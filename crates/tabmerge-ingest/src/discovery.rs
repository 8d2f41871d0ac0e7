//! Input classification by file extension.

use std::path::{Path, PathBuf};

use tabmerge_model::SourceKind;
use tracing::warn;

/// An input path with the adapter kind that will read it.
#[derive(Debug, Clone, PartialEq, Eq)]
pub struct DiscoveredSource {
    pub path: PathBuf,
    pub kind: SourceKind,
}

/// Input paths split by adapter kind.
#[derive(Debug, Clone, Default)]
pub struct SourcePartition {
    /// Recognized sources in the order they were given.
    pub sources: Vec<DiscoveredSource>,
    /// Paths whose extension no adapter handles.
    pub unrecognized: Vec<PathBuf>,
}

impl SourcePartition {
    /// Paths of one kind, in input order.
    pub fn paths_of(&self, kind: SourceKind) -> impl Iterator<Item = &Path> {
        self.sources
            .iter()
            .filter(move |source| source.kind == kind)
            .map(|source| source.path.as_path())
    }

    pub fn count(&self, kind: SourceKind) -> usize {
        self.paths_of(kind).count()
    }

    pub fn is_empty(&self) -> bool {
        self.sources.is_empty()
    }
}

/// Classifies `paths` by extension.
///
/// The relative order of recognized sources is preserved because it decides
/// which source wins a column conflict during merging.
pub fn partition_sources<P: AsRef<Path>>(paths: &[P]) -> SourcePartition {
    let mut partition = SourcePartition::default();
    for path in paths {
        let path = path.as_ref();
        match SourceKind::from_path(path) {
            Some(kind) => partition.sources.push(DiscoveredSource {
                path: path.to_path_buf(),
                kind,
            }),
            None => {
                warn!(path = %path.display(), "skipping input with unsupported extension");
                partition.unrecognized.push(path.to_path_buf());
            }
        }
    }
    partition
}

#[cfg(test)]
mod tests {
    use super::*;

    #[test]
    fn test_partition_preserves_input_order() {
        let partition = partition_sources(&[
            "data/second.csv",
            "data/first.HTML",
            "notes.txt",
            "data/third.Csv",
        ]);

        let ordered: Vec<&Path> = partition.sources.iter().map(|s| s.path.as_path()).collect();
        assert_eq!(
            ordered,
            vec![
                Path::new("data/second.csv"),
                Path::new("data/first.HTML"),
                Path::new("data/third.Csv"),
            ]
        );
        assert_eq!(partition.count(SourceKind::Csv), 2);
        assert_eq!(partition.count(SourceKind::Html), 1);
        assert_eq!(partition.unrecognized, vec![PathBuf::from("notes.txt")]);
    }

    #[test]
    fn test_partition_of_nothing_is_empty() {
        let partition = partition_sources::<PathBuf>(&[]);
        assert!(partition.is_empty());
        assert!(partition.unrecognized.is_empty());
    }
}
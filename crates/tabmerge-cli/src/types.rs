use std::path::PathBuf;

use tabmerge_core::MergeStats;
use tabmerge_model::SourceKind;

#[derive(Debug)]
pub struct RunResult {
    /// Destination of the combined file.
    pub output_path: PathBuf,
    /// False for dry runs.
    pub written: bool,
    pub sources: Vec<SourceSummary>,
    /// Inputs skipped because no adapter handles their extension.
    pub skipped: Vec<PathBuf>,
    /// Unified schema width, identifier excluded.
    pub columns: usize,
    /// Distinct identifiers in the combined output.
    pub records: usize,
}

impl RunResult {
    pub fn totals(&self) -> MergeStats {
        let mut total = MergeStats::default();
        for source in &self.sources {
            total += source.stats;
        }
        total
    }

    pub fn total_rows(&self) -> usize {
        self.sources.iter().map(|source| source.rows).sum()
    }
}

#[derive(Debug)]
pub struct SourceSummary {
    pub path: PathBuf,
    pub kind: SourceKind,
    /// Data rows read.
    pub rows: usize,
    /// Header width, identifier included.
    pub columns: usize,
    /// Columns first seen in this source.
    pub new_columns: usize,
    pub duplicate_ids: usize,
    pub stats: MergeStats,
}

impl SourceSummary {
    /// File name for display, falling back to the full path.
    pub fn display_name(&self) -> String {
        self.path
            .file_name()
            .map_or_else(|| self.path.display().to_string(), |name| {
                name.to_string_lossy().into_owned()
            })
    }
}
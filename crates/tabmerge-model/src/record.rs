//! Records and the identifier-keyed record store.

use std::collections::BTreeMap;
use std::collections::btree_map::{self, Entry};

/// Sparse column/value mapping for one logical record.
///
/// The identifier is never stored as a column; it is the key under which the
/// record lives in a [`RecordStore`].
#[derive(Debug, Clone, Default, PartialEq, Eq)]
pub struct Record {
    values: BTreeMap<String, String>,
}

impl Record {
    pub fn new() -> Self {
        Self::default()
    }

    /// Returns the value stored for `column`, if the record has that column.
    pub fn get(&self, column: &str) -> Option<&str> {
        self.values.get(column).map(String::as_str)
    }

    /// Sets `column` to `value`, returning the previous value if any.
    pub fn insert(&mut self, column: impl Into<String>, value: impl Into<String>) -> Option<String> {
        self.values.insert(column.into(), value.into())
    }

    pub fn contains(&self, column: &str) -> bool {
        self.values.contains_key(column)
    }

    pub fn len(&self) -> usize {
        self.values.len()
    }

    pub fn is_empty(&self) -> bool {
        self.values.is_empty()
    }

    /// Column names present in this record, in ascending order.
    pub fn columns(&self) -> impl Iterator<Item = &str> {
        self.values.keys().map(String::as_str)
    }

    pub fn iter(&self) -> impl Iterator<Item = (&str, &str)> {
        self.values.iter().map(|(k, v)| (k.as_str(), v.as_str()))
    }
}

impl<K, V> FromIterator<(K, V)> for Record
where
    K: Into<String>,
    V: Into<String>,
{
    fn from_iter<I: IntoIterator<Item = (K, V)>>(iter: I) -> Self {
        Self {
            values: iter
                .into_iter()
                .map(|(k, v)| (k.into(), v.into()))
                .collect(),
        }
    }
}

impl IntoIterator for Record {
    type Item = (String, String);
    type IntoIter = btree_map::IntoIter<String, String>;

    fn into_iter(self) -> Self::IntoIter {
        self.values.into_iter()
    }
}

/// Mapping from record identifier to [`Record`].
///
/// Holds exactly one record per identifier. Identifiers iterate in ascending
/// byte order of the identifier string.
#[derive(Debug, Clone, Default, PartialEq, Eq)]
pub struct RecordStore {
    records: BTreeMap<String, Record>,
}

impl RecordStore {
    pub fn new() -> Self {
        Self::default()
    }

    pub fn len(&self) -> usize {
        self.records.len()
    }

    pub fn is_empty(&self) -> bool {
        self.records.is_empty()
    }

    pub fn get(&self, id: &str) -> Option<&Record> {
        self.records.get(id)
    }

    pub fn contains(&self, id: &str) -> bool {
        self.records.contains_key(id)
    }

    /// Inserts `record` under `id`, returning the record it displaced.
    pub fn insert(&mut self, id: impl Into<String>, record: Record) -> Option<Record> {
        self.records.insert(id.into(), record)
    }

    pub fn entry(&mut self, id: String) -> Entry<'_, String, Record> {
        self.records.entry(id)
    }

    /// Identifiers in ascending byte order.
    pub fn ids(&self) -> impl Iterator<Item = &str> {
        self.records.keys().map(String::as_str)
    }

    /// `(identifier, record)` pairs in ascending identifier order.
    pub fn iter(&self) -> impl Iterator<Item = (&str, &Record)> {
        self.records.iter().map(|(id, record)| (id.as_str(), record))
    }
}

impl FromIterator<(String, Record)> for RecordStore {
    fn from_iter<I: IntoIterator<Item = (String, Record)>>(iter: I) -> Self {
        Self {
            records: iter.into_iter().collect(),
        }
    }
}

impl IntoIterator for RecordStore {
    type Item = (String, Record);
    type IntoIter = btree_map::IntoIter<String, Record>;

    fn into_iter(self) -> Self::IntoIter {
        self.records.into_iter()
    }
}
****
__TASK OBJECTIVE__
Copy exactly, and only, the lines from the line that contains "pub fn iter(&self) -> impl Iterator<Item = (&str, &Record)>" through the end of the data above.

__ANSWER__
    pub fn iter(&self) -> impl Iterator<Item = (&str, &Record)> {
        self.records.iter().map(|(id, record)| (id.as_str(), record))
    }
}

impl FromIterator<(String, Record)> for RecordStore {
    fn from_iter<I: IntoIterator<Item = (String, Record)>>(iter: I) -> Self {
        Self {
            records: iter.into_iter().collect(),
        }
    }
}

impl IntoIterator for RecordStore {
    type Item = (String, Record);
    type IntoIter = btree_map::IntoIter<String, Record>;

    fn into_iter(self) -> Self::IntoIter {
        self.records.into_iter()
    }
}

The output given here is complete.